# Angeln am Ebro



## Ronny1990 (30. Juni 2015)

Hallo 
wir (eine gruppe aus drei personen) wollen nächstes jahr unbedingt an den ebro und da es für uns alle das erste mal ist haben wir natürlich keinen plan wohin genau, was fürn tackle 
welche jahreszeit und vorallem was es ca kostet

habe jetzt nen angelcamp gefunden das recht günstig ist allerdings habe ich im netz schon auch schlechte kritik darüber gelesen 
vllt kennts ja der ein oder andere 
Knittels Ebro Angelcamp 

das einzige was feststeht ist die reisedauer von 2 wochen 
habe nun schon des öfteren gelesen das der reisezeitpunkt im april und im september am günstigsten ist 
der oktober soll auch recht gut sein 

zielfisch ist aus meiner sicht das zander angeln und das waller fischen 


über Angelerlaubnisse und dergleichen habe ich mich schon ausreichend kundig gemacht 

kann mir jemand etwas passables empfehlen also an camps und dann auch nen reisezeitpunkt ?


----------



## Cormoraner (30. Juni 2015)

*AW: Angeln am Ebro*

Bei Olli - Urlaub nach Maß. Und dann grüß lieb von DAVID aka BOB Whiskey aus Berlin.
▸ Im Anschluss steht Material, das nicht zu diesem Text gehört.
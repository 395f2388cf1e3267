//! Partners, metadata and a scripted SOAP peer for the crate's tests.

use std::collections::{HashMap, HashSet};
use std::sync::Arc;
use std::time::Duration;

use async_trait::async_trait;
use fed_cache::InMemoryCache;
use fed_core::config::{MetadataLocation, PartnerConfig, PartnerRole};
use fed_crypto::PrivateKey;
use fed_metadata::{Binding, MetadataCache, MetadataError, MetadataFetcher, MetadataResult};
use fed_protocol_saml::bindings::SoapBinding;
use fed_protocol_saml::{
    ArtifactResolve, ArtifactResponse, ArtifactStore, LogoutRequest, LogoutResponse,
    ProtocolMessage, SignatureEngine,
};
use fed_session::{FederationSession, InMemorySessionStore, SessionKey, SessionStore};
use fed_trust::{CertificateInfo, TrustPolicy, TrustStore};
use parking_lot::Mutex;
use rcgen::{date_time_ymd, CertificateParams, DistinguishedName, DnType, KeyPair};

use crate::error::{LogoutError, LogoutResult};
use crate::orchestrator::{LogoutOrchestrator, LogoutSettings};
use crate::transport::LogoutTransport;

pub const IDP: &str = "https://idp.example.com";
pub const ARTIFACT_URL: &str = "https://idp.example.com/saml/artifact";
pub const SP1: &str = "https://sp1.example.com";
pub const SP2: &str = "https://sp2.example.com";
pub const SP3: &str = "https://sp3.example.com";
pub const REDIRECT_TIMEOUT: Duration = Duration::from_secs(30);

pub fn soap_url(entity_id: &str) -> String {
    format!("{entity_id}/slo/soap")
}

pub fn front_url(entity_id: &str) -> String {
    format!("{entity_id}/slo")
}

pub fn artifact_url(entity_id: &str) -> String {
    format!("{entity_id}/artifact")
}

/// How one partner appears in metadata and configuration.
#[derive(Debug, Clone)]
pub struct Partner {
    pub entity_id: &'static str,
    pub bindings: Vec<Binding>,
    pub logout_supported: bool,
    pub artifact_resolution: bool,
}

impl Partner {
    pub fn new(entity_id: &'static str, bindings: &[Binding]) -> Self {
        Self {
            entity_id,
            bindings: bindings.to_vec(),
            logout_supported: true,
            artifact_resolution: false,
        }
    }

    pub fn without_logout(mut self) -> Self {
        self.logout_supported = false;
        self
    }

    pub fn resolving_artifacts(mut self) -> Self {
        self.artifact_resolution = true;
        self
    }

    fn config(&self) -> PartnerConfig {
        PartnerConfig {
            entity_id: self.entity_id.to_string(),
            role: PartnerRole::Sp,
            metadata: format!("{}/metadata", self.entity_id),
            logout_supported: self.logout_supported,
            signing_key: None,
            trust: None,
        }
    }

    fn metadata(&self, cert: &CertificateInfo) -> String {
        let mut services: String = self
            .bindings
            .iter()
            .map(|binding| {
                let location = if *binding == Binding::Soap {
                    soap_url(self.entity_id)
                } else {
                    front_url(self.entity_id)
                };
                format!(
                    r#"<md:SingleLogoutService Binding="{}" Location="{location}"/>"#,
                    binding.uri()
                )
            })
            .collect();
        if self.artifact_resolution {
            services.push_str(&format!(
                r#"<md:ArtifactResolutionService Binding="{}" Location="{}" index="0"/>"#,
                Binding::Soap.uri(),
                artifact_url(self.entity_id)
            ));
        }
        format!(
            r#"<md:EntityDescriptor xmlns:md="urn:oasis:names:tc:SAML:2.0:metadata"
    xmlns:ds="http://www.w3.org/2000/09/xmldsig#" entityID="{}">
  <md:SPSSODescriptor protocolSupportEnumeration="urn:oasis:names:tc:SAML:2.0:protocol">
    <md:KeyDescriptor use="signing"><ds:KeyInfo><ds:X509Data>
      <ds:X509Certificate>{}</ds:X509Certificate>
    </ds:X509Data></ds:KeyInfo></md:KeyDescriptor>
    {services}
  </md:SPSSODescriptor>
</md:EntityDescriptor>"#,
            self.entity_id,
            cert.to_base64()
        )
    }
}

#[derive(Default)]
struct StaticFetcher {
    documents: HashMap<String, String>,
}

#[async_trait]
impl MetadataFetcher for StaticFetcher {
    async fn fetch(&self, location: &MetadataLocation) -> MetadataResult<String> {
        self.documents
            .get(&location.to_string())
            .cloned()
            .ok_or_else(|| MetadataError::Fetch {
                location: location.to_string(),
                message: "connection refused".to_string(),
            })
    }
}

fn empty_metadata() -> Arc<MetadataCache> {
    Arc::new(MetadataCache::new(
        Vec::new(),
        Arc::new(TrustStore::new(None, None)),
        TrustPolicy::permissive(),
        Arc::new(StaticFetcher::default()),
    ))
}

/// Returns a key pair and its self-signed certificate.
fn credentials(cn: &str) -> (PrivateKey, CertificateInfo) {
    let pair = KeyPair::generate().unwrap();
    let mut params = CertificateParams::new(Vec::<String>::new()).unwrap();
    let mut dn = DistinguishedName::new();
    dn.push(DnType::CommonName, cn);
    params.distinguished_name = dn;
    params.not_before = date_time_ymd(2020, 1, 1);
    params.not_after = date_time_ymd(2090, 1, 1);
    let cert = CertificateInfo::from_der(params.self_signed(&pair).unwrap().der()).unwrap();
    (PrivateKey::from_der(&pair.serialize_der()).unwrap(), cert)
}

/// Plays every partner's SOAP endpoints.
pub struct MockPeer {
    /// Partner signer by entity ID.
    signers: HashMap<String, Arc<SignatureEngine>>,
    /// Endpoints that refuse connections.
    pub down: Mutex<HashSet<String>>,
    /// Endpoints called, in order.
    pub calls: Mutex<Vec<String>>,
    /// Messages a partner will hand out for an artifact, by base64 artifact.
    pub artifacts: Mutex<HashMap<String, ProtocolMessage>>,
}

impl MockPeer {
    pub fn signer(&self, entity_id: &str) -> Arc<SignatureEngine> {
        Arc::clone(&self.signers[entity_id])
    }

    pub fn calls(&self) -> Vec<String> {
        self.calls.lock().clone()
    }

    fn owner(endpoint: &str) -> Option<&'static str> {
        [SP1, SP2, SP3]
            .into_iter()
            .find(|sp| endpoint.starts_with(&format!("{sp}/")))
    }
}

#[async_trait]
impl LogoutTransport for MockPeer {
    async fn call(&self, endpoint: &str, envelope: String) -> LogoutResult<String> {
        self.calls.lock().push(endpoint.to_string());
        if self.down.lock().contains(endpoint) {
            return Err(LogoutError::Transport {
                endpoint: endpoint.to_string(),
                message: "connection refused".to_string(),
            });
        }
        let entity_id = Self::owner(endpoint).ok_or_else(|| LogoutError::Transport {
            endpoint: endpoint.to_string(),
            message: "no such host".to_string(),
        })?;
        let signer = self.signer(entity_id);
        let body = SoapBinding::unwrap(&envelope)?;

        if body.contains("ArtifactResolve") {
            let resolve = ArtifactResolve::from_xml(&body)?;
            let message = self.artifacts.lock().remove(&resolve.artifact);
            let mut response = ArtifactResponse::new(entity_id, &resolve, message);
            signer.sign_message(&mut response, None)?;
            return Ok(SoapBinding::wrap(&response.to_xml()));
        }

        let request = LogoutRequest::from_xml(&body)?;
        let mut response = LogoutResponse::success(entity_id).in_response_to(request.id);
        signer.sign_message(&mut response, None)?;
        Ok(SoapBinding::wrap(&response.to_xml()))
    }
}

/// An orchestrator wired to in-memory stores and [`MockPeer`].
pub struct Harness {
    pub orchestrator: Arc<LogoutOrchestrator>,
    pub sessions: Arc<InMemorySessionStore>,
    pub peer: Arc<MockPeer>,
    pub signer: Arc<SignatureEngine>,
    pub artifacts: ArtifactStore,
}

impl Harness {
    pub fn new(partners: &[Partner]) -> Self {
        let mut documents = HashMap::new();
        let mut signers = HashMap::new();
        for partner in partners {
            let (key, cert) = credentials(partner.entity_id);
            documents.insert(format!("{}/metadata", partner.entity_id), partner.metadata(&cert));
            let signer = SignatureEngine::new(key, None, empty_metadata()).unwrap();
            signers.insert(partner.entity_id.to_string(), Arc::new(signer));
        }

        let metadata = Arc::new(MetadataCache::new(
            partners.iter().map(Partner::config),
            Arc::new(TrustStore::new(None, None)),
            TrustPolicy::permissive(),
            Arc::new(StaticFetcher { documents }),
        ));
        let (server_key, _) = credentials("idp.example.com");
        let signer = Arc::new(SignatureEngine::new(server_key, None, metadata).unwrap());

        let cache = Arc::new(InMemoryCache::new());
        let artifacts = ArtifactStore::new(cache.clone(), ARTIFACT_URL, Duration::from_secs(60));
        let peer = Arc::new(MockPeer {
            signers,
            down: Mutex::default(),
            calls: Mutex::default(),
            artifacts: Mutex::default(),
        });
        let sessions = Arc::new(InMemorySessionStore::new());

        let orchestrator = LogoutOrchestrator::new(
            LogoutSettings {
                entity_id: IDP.to_string(),
                redirect_timeout: REDIRECT_TIMEOUT,
            },
            sessions.clone(),
            Arc::clone(&signer),
            ArtifactStore::new(cache, ARTIFACT_URL, Duration::from_secs(60)),
            peer.clone(),
        );

        Self {
            orchestrator,
            sessions,
            peer,
            signer,
            artifacts,
        }
    }

    /// Stores a session for "alice" with the given participants.
    pub async fn session(&self, key: &str, participants: &[&str]) -> SessionKey {
        let mut session = FederationSession::new(key, "alice");
        for (i, sp) in participants.iter().enumerate() {
            session
                .add_participant(sp, Some(&format!("idx-{i}")))
                .unwrap();
        }
        self.sessions.create(session).await.unwrap();
        SessionKey::new(key)
    }

    /// Saga ID of a session that is logging out.
    pub async fn saga_id(&self, key: &SessionKey) -> String {
        self.sessions
            .get(key)
            .await
            .unwrap()
            .and_then(|s| s.saga_id)
            .unwrap()
    }
}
Wie waren im Mai und haben grandios Zander gefangen. Dafür ging Barsch fast gar nicht. Wels lief eig. auch gut!

Tackle für Zander eher kleinere Köder, 5-12cm. Farbe lief weiss glitzern sehr gut bei uns. Keitech und ProfiBlinker hat gut funktioniert mit Rundkopf oder Eriejig 7-40g, je nachdem. 

Wir waren am mittleren Stausee und oft an der Staumauer direkt für Zander.

Geflochtene sollte schon 0.15er sein da du auch mit Waller rechnen musst und Vorfach um 0.35er Fluocarbon mit ausreichend starken mittelgroßen Snaps .

Rute zum Spinnen darf um 2,40m sein und so bis 80g gehen. Zu leichtes Gerät würde ich da nicht nehmen wollen.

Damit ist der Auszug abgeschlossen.